Филадельфийский писатель, ведущий богемный образ жизни и ратующий за рабочее движение в Соединенных Штатах, Джордж Липпард (1810—1854) известен, прежде всего, как автор так называемых «сенсационных» городских романов (впоследствии за ними закрепится термин «dime» — «десятицентовый»), хотя и пробовал себя в самых разных жанрах. Тираж его бестселлера «Город квакеров, или Монахи из Монк-Холла» («The Quaker City, or The Monks of Monk Hall», 1844), 48 000 экземпляров и 60 000 экземпляров при переиздании в 1846 году, побила только «Хижина дяди Тома» Бичер-Стоу шесть лет спустя. «Город квакеров» был написан под влиянием чрезвычайно популярных в Соединенных Штатах «Парижских тайн» Эжена Сю; правда, в отличие от знаменитого французского романа-фельетона, «Город квакеров» сосредоточен на одной теме — соблазнении невинности. В основе сюжета лежит нашумевшая и активно обсуждаемая филадельфийскими газетами история — убийство неким джентльменом соблазнителя сестры (у автора впоследствии даже возник конфликт с ее прототипом). Сюжет о соблазнении Мэри Арлингтон соединяется с историей разоблачения неверной жены, коварной Доры Ливингстоун — схема, которая будет пользоваться успехом в других романах Липпарда и его собратьев по перу. Популярность «Города квакеров» приходится приблизительно на то же самое время, что и ажиотаж вокруг «Греческой рабыни» Пауэрса — середину/конец 1840-х годов. Выход романа, как и турне «Рабыни», сопровождался скандалом. В предисловии ко второму изданию «Города квакеров» автор заявляет, что его роман был назван «произведением, обладающим высочайшими художественными достоинствами», и одновременно «самой безнравственной книгой века»33. Проблема, которая интересует нас в связи с романом Липпарда, все та же: это проблема репрезентации женского тела, граничащей с нарушением моральных норм, оскорблением благопристойности.
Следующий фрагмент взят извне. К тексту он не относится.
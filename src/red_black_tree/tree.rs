use crate::arena::{Handle, TypedArena};
use crate::compare::Compare;
use crate::red_black_tree::node::{Color, Node};
use crate::red_black_tree::{Error, Result};
use log::trace;
use std::borrow::Borrow;
use std::cmp::Ordering;
use std::mem;

pub type Arena<T, U> = TypedArena<Node<T, U>>;

pub fn is_red<T, U>(arena: &Arena<T, U>, tree: Option<Handle>) -> bool {
    match tree {
        None => false,
        Some(handle) => arena[handle].color == Color::Red,
    }
}

// Links `new` into the position `old` occupies under its parent (or the root slot).
fn replace_child<T, U>(
    arena: &mut Arena<T, U>,
    root: &mut Option<Handle>,
    old: Handle,
    new: Handle,
) {
    let parent = arena[old].parent;
    match parent {
        None => *root = Some(new),
        Some(parent) => {
            if arena[parent].is_left_child(old) {
                arena[parent].left = Some(new);
            } else {
                arena[parent].right = Some(new);
            }
        },
    }
    arena[new].parent = parent;
}

pub fn rotate_left<T, U>(arena: &mut Arena<T, U>, root: &mut Option<Handle>, node: Handle) {
    let child = arena[node]
        .right
        .expect("Expected right child node to be `Some`.");
    trace!("rotate left at {:?}", node);
    replace_child(arena, root, node, child);

    let inner = arena[child].left;
    arena[node].right = inner;
    if let Some(inner) = inner {
        arena[inner].parent = Some(node);
    }

    arena[child].left = Some(node);
    arena[node].parent = Some(child);
}

pub fn rotate_right<T, U>(arena: &mut Arena<T, U>, root: &mut Option<Handle>, node: Handle) {
    let child = arena[node]
        .left
        .expect("Expected left child node to be `Some`.");
    trace!("rotate right at {:?}", node);
    replace_child(arena, root, node, child);

    let inner = arena[child].right;
    arena[node].left = inner;
    if let Some(inner) = inner {
        arena[inner].parent = Some(node);
    }

    arena[child].right = Some(node);
    arena[node].parent = Some(child);
}

// Restores the red black invariants after `node` was attached as a red leaf.
fn insert_fixup<T, U>(arena: &mut Arena<T, U>, root: &mut Option<Handle>, mut node: Handle) {
    loop {
        // case 1: the root is always black
        let mut parent = match arena[node].parent {
            None => {
                arena[node].color = Color::Black;
                return;
            },
            Some(parent) => parent,
        };

        // case 2: a black parent absorbs a red child
        if arena[parent].color == Color::Black {
            return;
        }

        let grandparent = arena[parent]
            .parent
            .expect("Expected a red node to have a parent.");
        let parent_is_left = arena[grandparent].is_left_child(parent);
        let uncle = arena[grandparent].child(!parent_is_left);

        // case 3: push the red up to the grandparent and retry there
        if let Some(uncle) = uncle.filter(|uncle| arena[*uncle].color == Color::Red) {
            trace!("recolor at {:?}", grandparent);
            arena[parent].color = Color::Black;
            arena[uncle].color = Color::Black;
            arena[grandparent].color = Color::Red;
            node = grandparent;
            continue;
        }

        // case 4: turn an inner grandchild into an outer one
        let node_is_left = arena[parent].is_left_child(node);
        if parent_is_left && !node_is_left {
            rotate_left(arena, root, parent);
            parent = node;
        } else if !parent_is_left && node_is_left {
            rotate_right(arena, root, parent);
            parent = node;
        }

        // case 5: rotate the grandparent away from the red pair
        arena[parent].color = Color::Black;
        arena[grandparent].color = Color::Red;
        if parent_is_left {
            rotate_right(arena, root, grandparent);
        } else {
            rotate_left(arena, root, grandparent);
        }
        return;
    }
}

/// Inserts a key-value pair. If an equal key exists, its value is replaced and the old value is
/// returned; the stored key is kept. A node is only allocated when the key is absent.
pub fn insert<T, U, C>(
    arena: &mut Arena<T, U>,
    root: &mut Option<Handle>,
    comparator: &C,
    key: T,
    value: U,
) -> Result<Option<U>>
where
    C: Compare<T>,
{
    let mut parent = None;
    let mut is_left = false;
    let mut curr = *root;

    while let Some(handle) = curr {
        let node = &mut arena[handle];
        match comparator.compare(&key, &node.entry.key) {
            Ordering::Less => {
                is_left = true;
                curr = node.left;
            },
            Ordering::Greater => {
                is_left = false;
                curr = node.right;
            },
            Ordering::Equal => return Ok(Some(mem::replace(&mut node.entry.value, value))),
        }
        parent = Some(handle);
    }

    let new_node = arena.allocate(Node::new(key, value, parent))?;
    match parent {
        None => *root = Some(new_node),
        Some(parent) => {
            if is_left {
                arena[parent].left = Some(new_node);
            } else {
                arena[parent].right = Some(new_node);
            }
        },
    }

    insert_fixup(arena, root, new_node);
    Ok(None)
}

pub fn get<T, U, C, V>(
    arena: &Arena<T, U>,
    root: Option<Handle>,
    comparator: &C,
    key: &V,
) -> Option<Handle>
where
    T: Borrow<V>,
    C: Compare<V>,
    V: ?Sized,
{
    let mut curr = root;
    while let Some(handle) = curr {
        let node = &arena[handle];
        match comparator.compare(key, node.entry.key.borrow()) {
            Ordering::Less => curr = node.left,
            Ordering::Greater => curr = node.right,
            Ordering::Equal => return Some(handle),
        }
    }
    None
}

pub fn min<T, U>(arena: &Arena<T, U>, tree: Option<Handle>) -> Option<Handle> {
    let mut curr = tree?;
    while let Some(left) = arena[curr].left {
        curr = left;
    }
    Some(curr)
}

pub fn max<T, U>(arena: &Arena<T, U>, tree: Option<Handle>) -> Option<Handle> {
    let mut curr = tree?;
    while let Some(right) = arena[curr].right {
        curr = right;
    }
    Some(curr)
}

/// Returns the in-order successor of a node by following parent links.
pub fn successor<T, U>(arena: &Arena<T, U>, node: Handle) -> Option<Handle> {
    if let Some(right) = arena[node].right {
        return min(arena, Some(right));
    }

    let mut child = node;
    let mut curr = arena[node].parent;
    while let Some(parent) = curr {
        if arena[parent].is_left_child(child) {
            return Some(parent);
        }
        child = parent;
        curr = arena[parent].parent;
    }
    None
}

// Returns the black height and the node count of a subtree.
fn verify_subtree<T, U>(
    arena: &Arena<T, U>,
    tree: Option<Handle>,
    parent: Option<Handle>,
) -> Result<(usize, usize)> {
    let handle = match tree {
        None => return Ok((1, 0)),
        Some(handle) => handle,
    };
    let node = &arena[handle];

    if node.parent != parent {
        return Err(Error::ParentMismatch);
    }
    if node.color == Color::Red && (is_red(arena, node.left) || is_red(arena, node.right)) {
        return Err(Error::RedViolation);
    }

    let (left_height, left_count) = verify_subtree(arena, node.left, Some(handle))?;
    let (right_height, right_count) = verify_subtree(arena, node.right, Some(handle))?;
    if left_height != right_height {
        return Err(Error::BlackHeightMismatch {
            left: left_height,
            right: right_height,
        });
    }

    let own_height = match node.color {
        Color::Black => 1,
        Color::Red => 0,
    };
    Ok((left_height + own_height, left_count + right_count + 1))
}

/// Checks every red black invariant, the parent links, the key order and the cached length.
pub fn verify<T, U, C>(
    arena: &Arena<T, U>,
    root: Option<Handle>,
    comparator: &C,
    len: usize,
) -> Result<()>
where
    C: Compare<T>,
{
    if is_red(arena, root) {
        return Err(Error::RedRoot);
    }

    let (_, count) = verify_subtree(arena, root, None)?;
    if count != len {
        return Err(Error::LengthMismatch {
            cached: len,
            actual: count,
        });
    }

    let mut curr = min(arena, root);
    while let Some(handle) = curr {
        let next = successor(arena, handle);
        if let Some(next) = next {
            let ordering = comparator.compare(&arena[handle].entry.key, &arena[next].entry.key);
            if ordering != Ordering::Less {
                return Err(Error::OrderViolation);
            }
        }
        curr = next;
    }
    Ok(())
}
Интерес к «сенсационной» городской прозе 1840—1850-х годов возник в американском литературоведении сравнительно недавно, на волне переписывания национальной историко-литературной традиции34. Отечественному читателю имена Дж. Липпарда, Дж. Томпсона, Дж. Фостера и прочих авторов, работавших в этом жанре, практически неизвестны. В академическом издании Истории литературы США ИМЛИ РАН, ориентированном на классические исследования Паррингтона и Маттисена, они вовсе не упоминаются. Тем не менее «романы городской жизни» (romances of city life)35, раскрывающие филадельфийские, бостонские или нью-йоркские тайны, безусловно, заслуживают внимания. Выходившие дешевыми многотиражными изданиями, они отличались большим демократизмом, чем рассчитанная на средний класс журнальная традиция. Связанные с традицией бульварной журналистики, они поднимали злободневные социальные проблемы, среди которых — социальное неравенство, жизнь городских маргиналов, детская проституция и пр. Ориентация на «правдоподобие», стремление показать «реальность» в ее неприглядном виде не мешали авторам этих романов злоупотреблять эксцессами готической литературы. В «Городе квакеров» Филадельфия, например, превращается в мрачный готический город-лабиринт; в центр повествования помещается закрытый мужской клуб Монк-Холл, где собираются либертены и преступники. Монк-Холл с его подвалами, потайными ходами и разными пыточными приспособлениями напоминает готический замок, в котором обитает злой дух или демон: уродливый злодей Девил-Баг (Devil-Bug). Заметим, что в «готизации» Филадельфии у Липпарда был прямой предшественник — классик американской готики Чарльз Брокден Браун36.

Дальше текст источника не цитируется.